Credit: Kevin Frayer/Getty Images

Credit: Kevin Frayer/Getty Images

Huawei has been coasting on fumes lately, but that was enough for it to finally edge past Samsung to become the world’s top smartphone maker. However, tightening US sanctions threaten to bring the company’s growth to a halt. A temporary license that allowed US firms to support existing Huawei products has expired, and that means an end to Android updates on many Huawei phones. 

Things changed instantly for Huawei when the Commerce Department added the company to its “Entity List” last year. Its distinction as an organization working against US interests meant no US company could forge any new partnerships with Huawei, and existing projects were heavily restricted. In the smartphone world, Huawei could no longer release new Android phones with Google services. It could, however, update existing phones—until now. 
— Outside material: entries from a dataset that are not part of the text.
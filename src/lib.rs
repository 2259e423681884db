//! Network traffic inspector core
//!
//! Reconstructs one record per user-perceived HTTP(S) exchange from the `Network.*` and `Page.*`
//! events of an attached browser tab.
//!
//! # Example
//!
//! ```no_run
//! use network_inspector::{DeliveryBridge, Envelope, FilterSpec, InspectorConfig, NetworkInspector, TabId};
//! use serde_json::json;
//!
//! #[tokio::main]
//! async fn main() -> Result<(), Box<dyn std::error::Error>> {
//!     let bridge = DeliveryBridge::new();
//!     bridge.publish(Envelope::new(
//!         1,
//!         "Network.requestWillBeSent",
//!         json!({"requestId": "1", "request": {"url": "https://example.com/"}}),
//!     ));
//!
//!     let inspector = NetworkInspector::new(InspectorConfig::default());
//!     inspector.attach(&bridge, TabId(1))?;
//!
//!     for request in inspector.query(&FilterSpec::all()) {
//!         println!("{} {} {}", request.method, request.url, request.status);
//!     }
//!     Ok(())
//! }
//! ```

#![warn(missing_docs)]

pub use cdp_types::{CdpError, CdpEvent, Headers, PayloadError, RequestId};
pub use delivery_bridge::{
    BridgeConfig, BridgeError, BridgeStats, DeliveryBridge, Envelope, MailboxState,
    PublishOutcome, ReadyAck, TabId,
};
pub use inspector_session::{
    InspectorConfig, InspectorConfigBuilder, InspectorError, InspectorUpdate, NetworkInspector,
    Result, SessionCounters,
};
pub use request_tracker::{
    display, BodyCache, BodyFetcher, CommandSender, Diagnostics, EventKind, EventReducer,
    FilterSpec, LogicalRequest, NetworkEvent, NetworkStatistics, PostBody, ProtocolBodyFetcher,
    ReducerConfig, RequestPayload, RequestStatus, ResponseBody, Transition, TrackerError,
    TypeFilter,
};
//! Change notifications published to subscribers

use request_tracker::RequestId;
use serde::Serialize;

/// Published on the session's broadcast channel
///
/// Subscribers that fall behind may miss updates; [`crate::NetworkInspector::version`] is the
/// authoritative change counter.
#[derive(Debug, Clone, PartialEq, Eq, Serialize)]
#[serde(tag = "type", rename_all = "camelCase")]
pub enum InspectorUpdate {
    /// One or more records changed
    Changed { version: u64 },
    /// The store was emptied
    Cleared { version: u64 },
    /// The selected request's body arrived
    SelectedRequestUpdated { id: RequestId },
}

impl InspectorUpdate {
    pub fn version(&self) -> Option<u64> {
        match self {
            InspectorUpdate::Changed { version } | InspectorUpdate::Cleared { version } => {
                Some(*version)
            }
            InspectorUpdate::SelectedRequestUpdated { .. } => None,
        }
    }
}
Huawei’s temporary license expired last week, meaning no US company can cooperate with or provide resources to the Chinese company any longer. That includes Google. When the Commerce Department went after Huawei, citing surveillance fears, Huawei offered numerous Android smartphones running Google’s services. It couldn’t make any new Googley phones, but it re-released the P30 Pro several times to provide an option for those who wanted Gmail, Maps, and so on. 

Huawei has re-released the P30 Pro several times as it was the last platform with Google support. Now even these devices will stop getting updates.

Through it all, Huawei has sought to assuage fears that its phones would stop working. While the older Google-powered Android devices will continue to work, they probably won’t be getting any more updates. Even though it released a revamped P30 just a few months ago, the phone will never get Android 11 and will soon fall behind on security patches. If you’re still clinging to a non-Chinese Huawei phone, it might be time to look at a replacement. Huawei is expected to unveil the Mate 40 family of smartphones in the next few weeks. These devices will not have a Google-enabled option, so you can expect updates to continue normally. 

This is only the latest setback for Huawei. It recently announced that more aggressive US trade restrictions have blocked the purchase of the semiconductors it needs to manufacture the custom Kirin ARM chips. That will make Huawei’s phones less competitive, even in the Chinese market where Google services are not available.